Task directions => What you give back should match the entries below character for character.

Listed records =>
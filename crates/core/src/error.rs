//! Unified error types for shellcache.
//!
//! Each variant's display starts with a stable upper-snake code so log lines
//! and failed-request diagnostics can be grepped by category.

use tokio_rusqlite::rusqlite;

/// Unified error types for the cache manager.
#[derive(Debug, thiserror::Error)]
pub enum Error {
    /// Invalid input (e.g., caching a non-GET request).
    #[error("INVALID_INPUT: {0}")]
    InvalidInput(String),

    /// Invalid or unsupported URL.
    #[error("INVALID_URL: {0}")]
    InvalidUrl(String),

    /// Requested cache generation does not exist.
    #[error("CACHE_MISS: {0}")]
    CacheMiss(String),

    /// Database operation failed.
    #[error("CACHE_ERROR: {0}")]
    Database(tokio_rusqlite::Error),

    /// Migration failed to apply.
    #[error("CACHE_ERROR: migration failed: {0}")]
    MigrationFailed(String),

    /// Stored entry could not be decoded.
    #[error("CACHE_ERROR: corrupt entry: {0}")]
    CorruptEntry(String),

    /// Transport-level fetch failure. HTTP error statuses never produce this.
    #[error("NETWORK_ERROR: {0}")]
    Network(String),

    /// Fetch response too large.
    #[error("FETCH_TOO_LARGE: {0}")]
    FetchTooLarge(String),

    /// A manifest asset could not be fetched or stored during install.
    #[error("INSTALL_FAILED: {asset}: {reason}")]
    InstallFailed { asset: String, reason: String },

    /// Illegal lifecycle transition.
    #[error("INVALID_STATE: cannot move from {from} to {to}")]
    InvalidState { from: String, to: String },
}

impl Error {
    /// True when the error came from the transport rather than the store.
    pub fn is_network(&self) -> bool {
        matches!(self, Error::Network(_) | Error::FetchTooLarge(_))
    }
}

impl From<tokio_rusqlite::Error<Error>> for Error {
    fn from(err: tokio_rusqlite::Error<Error>) -> Self {
        match err {
            tokio_rusqlite::Error::Error(e) => e,
            tokio_rusqlite::Error::ConnectionClosed => Error::Database(tokio_rusqlite::Error::ConnectionClosed),
            tokio_rusqlite::Error::Close(c) => Error::Database(tokio_rusqlite::Error::Close(c)),
            _ => Error::Database(tokio_rusqlite::Error::ConnectionClosed),
        }
    }
}

impl From<tokio_rusqlite::Error<rusqlite::Error>> for Error {
    fn from(err: tokio_rusqlite::Error<rusqlite::Error>) -> Self {
        Error::Database(err)
    }
}

impl From<rusqlite::Error> for Error {
    fn from(err: rusqlite::Error) -> Self {
        Error::Database(tokio_rusqlite::Error::Error(err))
    }
}

impl From<serde_json::Error> for Error {
    fn from(err: serde_json::Error) -> Self {
        Error::CorruptEntry(err.to_string())
    }
}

Finished exercise =>
filename crates/core/src/error.rs
//! Unified error types for shellcache.
//!
//! Each variant's display starts with a stable upper-snake code so log lines
//! and failed-request diagnostics can be grepped by category.

use tokio_rusqlite::rusqlite;

/// Unified error types for the cache manager.
#[derive(Debug, thiserror::Error)]
pub enum Error {
    /// Invalid input (e.g., caching a non-GET request).
    #[error("INVALID_INPUT: {0}")]
    InvalidInput(String),

    /// Invalid or unsupported URL.
    #[error("INVALID_URL: {0}")]
    InvalidUrl(String),

    /// Requested cache generation does not exist.
    #[error("CACHE_MISS: {0}")]
    CacheMiss(String),

    /// Database operation failed.
    #[error("CACHE_ERROR: {0}")]
    Database(tokio_rusqlite::Error),

    /// Migration failed to apply.
    #[error("CACHE_ERROR: migration failed: {0}")]
    MigrationFailed(String),

    /// Stored entry could not be decoded.
    #[error("CACHE_ERROR: corrupt entry: {0}")]
    CorruptEntry(String),

    /// Transport-level fetch failure. HTTP error statuses never produce this.
    #[error("NETWORK_ERROR: {0}")]
    Network(String),

    /// Fetch response too large.
    #[error("FETCH_TOO_LARGE: {0}")]
    FetchTooLarge(String),

    /// A manifest asset could not be fetched or stored during install.
    #[error("INSTALL_FAILED: {asset}: {reason}")]
    InstallFailed { asset: String, reason: String },

    /// Illegal lifecycle transition.
    #[error("INVALID_STATE: cannot move from {from} to {to}")]
    InvalidState { from: String, to: String },
}

impl Error {
    /// True when the error came from the transport rather than the store.
    pub fn is_network(&self) -> bool {
        matches!(self, Error::Network(_) | Error::FetchTooLarge(_))
    }
}

impl From<tokio_rusqlite::Error<Error>> for Error {
    fn from(err: tokio_rusqlite::Error<Error>) -> Self {
        match err {
            tokio_rusqlite::Error::Error(e) => e,
            tokio_rusqlite::Error::ConnectionClosed => Error::Database(tokio_rusqlite::Error::ConnectionClosed),
            tokio_rusqlite::Error::Close(c) => Error::Database(tokio_rusqlite::Error::Close(c)),
            _ => Error::Database(tokio_rusqlite::Error::ConnectionClosed),
        }
    }
}

impl From<tokio_rusqlite::Error<rusqlite::Error>> for Error {
    fn from(err: tokio_rusqlite::Error<rusqlite::Error>) -> Self {
        Error::Database(err)
    }
}

impl From<rusqlite::Error> for Error {
    fn from(err: rusqlite::Error) -> Self {
        Error::Database(tokio_rusqlite::Error::Error(err))
    }
}

impl From<serde_json::Error> for Error {
    fn from(err: serde_json::Error) -> Self {
        Error::CorruptEntry(err.to_string())
    }
}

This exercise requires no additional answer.